# Problem:
What lines of the data below hold the string "units"? Copy each one.
:: Data for processing ::
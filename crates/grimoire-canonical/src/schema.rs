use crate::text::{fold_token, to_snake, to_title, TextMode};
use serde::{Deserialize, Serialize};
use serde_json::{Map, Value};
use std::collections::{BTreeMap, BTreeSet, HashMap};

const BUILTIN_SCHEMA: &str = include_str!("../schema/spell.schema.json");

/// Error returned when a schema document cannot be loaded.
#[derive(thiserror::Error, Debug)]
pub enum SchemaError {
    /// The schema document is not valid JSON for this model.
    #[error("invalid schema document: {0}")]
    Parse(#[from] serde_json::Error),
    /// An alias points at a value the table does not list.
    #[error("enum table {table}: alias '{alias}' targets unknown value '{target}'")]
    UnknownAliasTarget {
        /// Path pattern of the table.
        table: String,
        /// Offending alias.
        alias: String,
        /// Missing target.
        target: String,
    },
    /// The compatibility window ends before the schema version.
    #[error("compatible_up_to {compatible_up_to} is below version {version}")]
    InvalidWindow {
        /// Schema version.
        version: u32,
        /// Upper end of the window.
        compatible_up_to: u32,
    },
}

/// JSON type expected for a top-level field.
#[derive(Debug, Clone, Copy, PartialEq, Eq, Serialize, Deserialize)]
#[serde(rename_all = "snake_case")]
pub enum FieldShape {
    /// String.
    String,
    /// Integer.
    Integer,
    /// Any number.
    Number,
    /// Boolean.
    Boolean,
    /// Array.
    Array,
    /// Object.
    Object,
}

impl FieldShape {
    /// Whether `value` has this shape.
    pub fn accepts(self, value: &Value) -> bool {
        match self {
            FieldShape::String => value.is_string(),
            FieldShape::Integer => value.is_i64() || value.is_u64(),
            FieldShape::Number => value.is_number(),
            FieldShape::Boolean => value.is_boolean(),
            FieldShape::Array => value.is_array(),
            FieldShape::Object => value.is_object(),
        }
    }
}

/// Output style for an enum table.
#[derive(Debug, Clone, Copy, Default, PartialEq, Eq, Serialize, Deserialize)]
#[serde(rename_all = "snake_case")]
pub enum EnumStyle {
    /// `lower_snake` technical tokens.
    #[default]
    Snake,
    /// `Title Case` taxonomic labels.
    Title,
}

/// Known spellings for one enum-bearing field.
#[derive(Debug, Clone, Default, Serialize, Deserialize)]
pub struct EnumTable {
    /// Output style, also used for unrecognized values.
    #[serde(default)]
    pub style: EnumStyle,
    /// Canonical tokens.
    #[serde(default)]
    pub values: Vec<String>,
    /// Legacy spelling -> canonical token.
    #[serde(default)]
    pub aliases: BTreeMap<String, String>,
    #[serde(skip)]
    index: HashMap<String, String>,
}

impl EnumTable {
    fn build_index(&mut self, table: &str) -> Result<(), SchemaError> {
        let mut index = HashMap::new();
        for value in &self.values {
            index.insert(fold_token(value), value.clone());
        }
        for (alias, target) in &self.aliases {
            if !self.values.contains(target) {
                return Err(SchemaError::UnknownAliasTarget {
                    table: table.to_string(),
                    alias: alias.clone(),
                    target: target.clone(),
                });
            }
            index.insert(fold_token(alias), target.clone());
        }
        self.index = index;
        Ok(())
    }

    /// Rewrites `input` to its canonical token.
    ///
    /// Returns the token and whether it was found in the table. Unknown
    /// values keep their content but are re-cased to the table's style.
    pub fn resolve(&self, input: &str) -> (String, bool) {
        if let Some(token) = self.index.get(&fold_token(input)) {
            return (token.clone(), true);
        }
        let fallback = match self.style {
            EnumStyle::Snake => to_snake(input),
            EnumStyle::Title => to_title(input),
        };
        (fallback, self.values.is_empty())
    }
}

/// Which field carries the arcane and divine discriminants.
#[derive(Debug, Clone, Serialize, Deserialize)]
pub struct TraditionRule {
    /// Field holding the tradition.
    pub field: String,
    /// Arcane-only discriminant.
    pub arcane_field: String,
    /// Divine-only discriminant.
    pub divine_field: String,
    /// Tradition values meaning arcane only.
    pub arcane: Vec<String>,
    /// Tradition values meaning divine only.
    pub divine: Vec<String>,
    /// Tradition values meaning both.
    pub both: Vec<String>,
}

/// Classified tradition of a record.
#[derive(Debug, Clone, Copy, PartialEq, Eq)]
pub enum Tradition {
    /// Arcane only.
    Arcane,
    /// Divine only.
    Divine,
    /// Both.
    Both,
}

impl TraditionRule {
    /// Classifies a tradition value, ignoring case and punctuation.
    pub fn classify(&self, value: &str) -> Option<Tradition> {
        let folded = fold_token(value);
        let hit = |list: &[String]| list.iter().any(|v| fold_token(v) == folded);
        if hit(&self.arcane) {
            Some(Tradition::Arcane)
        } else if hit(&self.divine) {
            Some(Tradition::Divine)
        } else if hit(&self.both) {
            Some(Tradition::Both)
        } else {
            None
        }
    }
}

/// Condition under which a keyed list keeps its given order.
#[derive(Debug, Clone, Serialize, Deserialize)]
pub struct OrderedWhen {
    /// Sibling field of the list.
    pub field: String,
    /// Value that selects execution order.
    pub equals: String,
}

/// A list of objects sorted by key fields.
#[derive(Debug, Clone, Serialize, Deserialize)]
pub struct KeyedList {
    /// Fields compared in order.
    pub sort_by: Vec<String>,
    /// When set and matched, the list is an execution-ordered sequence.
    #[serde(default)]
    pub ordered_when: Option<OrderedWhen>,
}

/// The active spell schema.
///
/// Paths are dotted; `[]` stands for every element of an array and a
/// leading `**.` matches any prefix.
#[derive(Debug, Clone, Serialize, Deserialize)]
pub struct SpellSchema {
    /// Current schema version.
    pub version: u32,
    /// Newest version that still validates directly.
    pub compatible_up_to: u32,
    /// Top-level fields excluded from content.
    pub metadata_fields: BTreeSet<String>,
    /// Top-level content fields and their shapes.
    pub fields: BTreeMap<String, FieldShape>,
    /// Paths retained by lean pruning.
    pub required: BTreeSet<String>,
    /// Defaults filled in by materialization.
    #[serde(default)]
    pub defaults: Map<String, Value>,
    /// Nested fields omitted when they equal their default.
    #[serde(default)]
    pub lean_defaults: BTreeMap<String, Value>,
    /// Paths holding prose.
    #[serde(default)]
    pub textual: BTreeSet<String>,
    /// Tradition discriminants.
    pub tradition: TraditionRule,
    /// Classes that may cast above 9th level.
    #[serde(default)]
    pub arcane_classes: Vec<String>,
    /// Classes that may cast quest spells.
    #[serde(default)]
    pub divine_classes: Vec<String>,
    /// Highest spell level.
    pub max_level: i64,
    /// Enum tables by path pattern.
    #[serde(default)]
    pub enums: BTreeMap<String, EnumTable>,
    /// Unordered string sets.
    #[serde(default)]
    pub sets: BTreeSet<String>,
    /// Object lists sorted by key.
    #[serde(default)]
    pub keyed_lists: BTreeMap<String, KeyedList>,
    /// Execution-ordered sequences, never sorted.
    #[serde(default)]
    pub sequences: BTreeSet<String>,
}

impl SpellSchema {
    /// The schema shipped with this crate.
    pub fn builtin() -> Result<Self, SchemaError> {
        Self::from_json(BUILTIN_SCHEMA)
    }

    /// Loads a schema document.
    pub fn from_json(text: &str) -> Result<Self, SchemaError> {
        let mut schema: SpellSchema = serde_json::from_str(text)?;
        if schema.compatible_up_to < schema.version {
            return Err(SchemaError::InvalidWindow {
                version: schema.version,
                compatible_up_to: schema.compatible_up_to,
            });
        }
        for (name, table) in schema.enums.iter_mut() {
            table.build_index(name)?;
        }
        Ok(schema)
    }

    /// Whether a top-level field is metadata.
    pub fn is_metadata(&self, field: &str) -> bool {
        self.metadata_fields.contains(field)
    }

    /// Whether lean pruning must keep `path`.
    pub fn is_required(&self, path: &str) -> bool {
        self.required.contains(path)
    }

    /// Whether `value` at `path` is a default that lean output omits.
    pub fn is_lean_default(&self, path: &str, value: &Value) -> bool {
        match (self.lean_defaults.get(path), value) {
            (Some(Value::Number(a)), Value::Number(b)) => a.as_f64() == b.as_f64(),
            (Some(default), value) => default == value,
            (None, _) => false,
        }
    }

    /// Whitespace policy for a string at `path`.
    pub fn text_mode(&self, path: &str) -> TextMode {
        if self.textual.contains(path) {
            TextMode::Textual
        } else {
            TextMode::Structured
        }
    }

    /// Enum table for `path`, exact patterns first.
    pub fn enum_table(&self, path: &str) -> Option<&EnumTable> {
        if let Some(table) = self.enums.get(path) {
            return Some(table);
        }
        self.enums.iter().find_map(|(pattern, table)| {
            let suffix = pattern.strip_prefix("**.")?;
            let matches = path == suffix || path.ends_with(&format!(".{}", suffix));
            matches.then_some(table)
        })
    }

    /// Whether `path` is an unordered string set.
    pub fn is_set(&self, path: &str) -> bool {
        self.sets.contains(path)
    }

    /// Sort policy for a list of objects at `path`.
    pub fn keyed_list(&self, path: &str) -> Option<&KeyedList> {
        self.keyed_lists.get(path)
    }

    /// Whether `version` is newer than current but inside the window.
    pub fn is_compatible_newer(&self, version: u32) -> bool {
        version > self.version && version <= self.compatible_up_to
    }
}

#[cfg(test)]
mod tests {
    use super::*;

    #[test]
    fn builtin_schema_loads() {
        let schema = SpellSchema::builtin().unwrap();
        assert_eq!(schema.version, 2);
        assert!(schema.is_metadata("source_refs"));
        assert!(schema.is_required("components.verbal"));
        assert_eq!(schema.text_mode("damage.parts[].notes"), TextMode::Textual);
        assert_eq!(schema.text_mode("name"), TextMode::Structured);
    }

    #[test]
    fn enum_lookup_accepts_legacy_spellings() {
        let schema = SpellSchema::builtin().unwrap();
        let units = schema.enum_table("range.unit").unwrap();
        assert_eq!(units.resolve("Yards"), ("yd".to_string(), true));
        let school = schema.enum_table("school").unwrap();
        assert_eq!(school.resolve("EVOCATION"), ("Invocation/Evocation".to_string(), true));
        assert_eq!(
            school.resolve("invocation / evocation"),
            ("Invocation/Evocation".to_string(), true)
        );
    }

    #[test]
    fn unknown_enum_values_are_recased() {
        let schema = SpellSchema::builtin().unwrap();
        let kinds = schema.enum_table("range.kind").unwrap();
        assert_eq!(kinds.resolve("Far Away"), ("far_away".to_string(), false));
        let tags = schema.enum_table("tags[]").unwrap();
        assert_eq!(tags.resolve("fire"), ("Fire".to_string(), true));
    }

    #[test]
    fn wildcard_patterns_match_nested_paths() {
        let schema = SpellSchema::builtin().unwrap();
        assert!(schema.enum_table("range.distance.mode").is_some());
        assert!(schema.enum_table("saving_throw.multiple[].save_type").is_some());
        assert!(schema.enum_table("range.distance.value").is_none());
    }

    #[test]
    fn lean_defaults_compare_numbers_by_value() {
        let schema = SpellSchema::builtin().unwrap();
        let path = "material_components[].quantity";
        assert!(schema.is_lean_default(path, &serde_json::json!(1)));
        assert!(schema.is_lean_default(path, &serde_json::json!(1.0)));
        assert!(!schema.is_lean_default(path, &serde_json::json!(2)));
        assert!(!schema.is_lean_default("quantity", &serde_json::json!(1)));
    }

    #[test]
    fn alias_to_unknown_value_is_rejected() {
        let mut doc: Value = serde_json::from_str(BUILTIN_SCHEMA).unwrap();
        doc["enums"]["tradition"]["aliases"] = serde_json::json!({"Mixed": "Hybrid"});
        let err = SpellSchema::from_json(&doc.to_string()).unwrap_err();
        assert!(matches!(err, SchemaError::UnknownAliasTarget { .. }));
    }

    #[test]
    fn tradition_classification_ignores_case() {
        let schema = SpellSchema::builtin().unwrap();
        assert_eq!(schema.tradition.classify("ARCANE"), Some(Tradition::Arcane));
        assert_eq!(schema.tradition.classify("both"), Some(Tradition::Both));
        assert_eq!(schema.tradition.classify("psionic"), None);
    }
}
:::
# Result of the exercise:
        let units = schema.enum_table("range.unit").unwrap();
        assert_eq!(units.resolve("Yards"), ("yd".to_string(), true));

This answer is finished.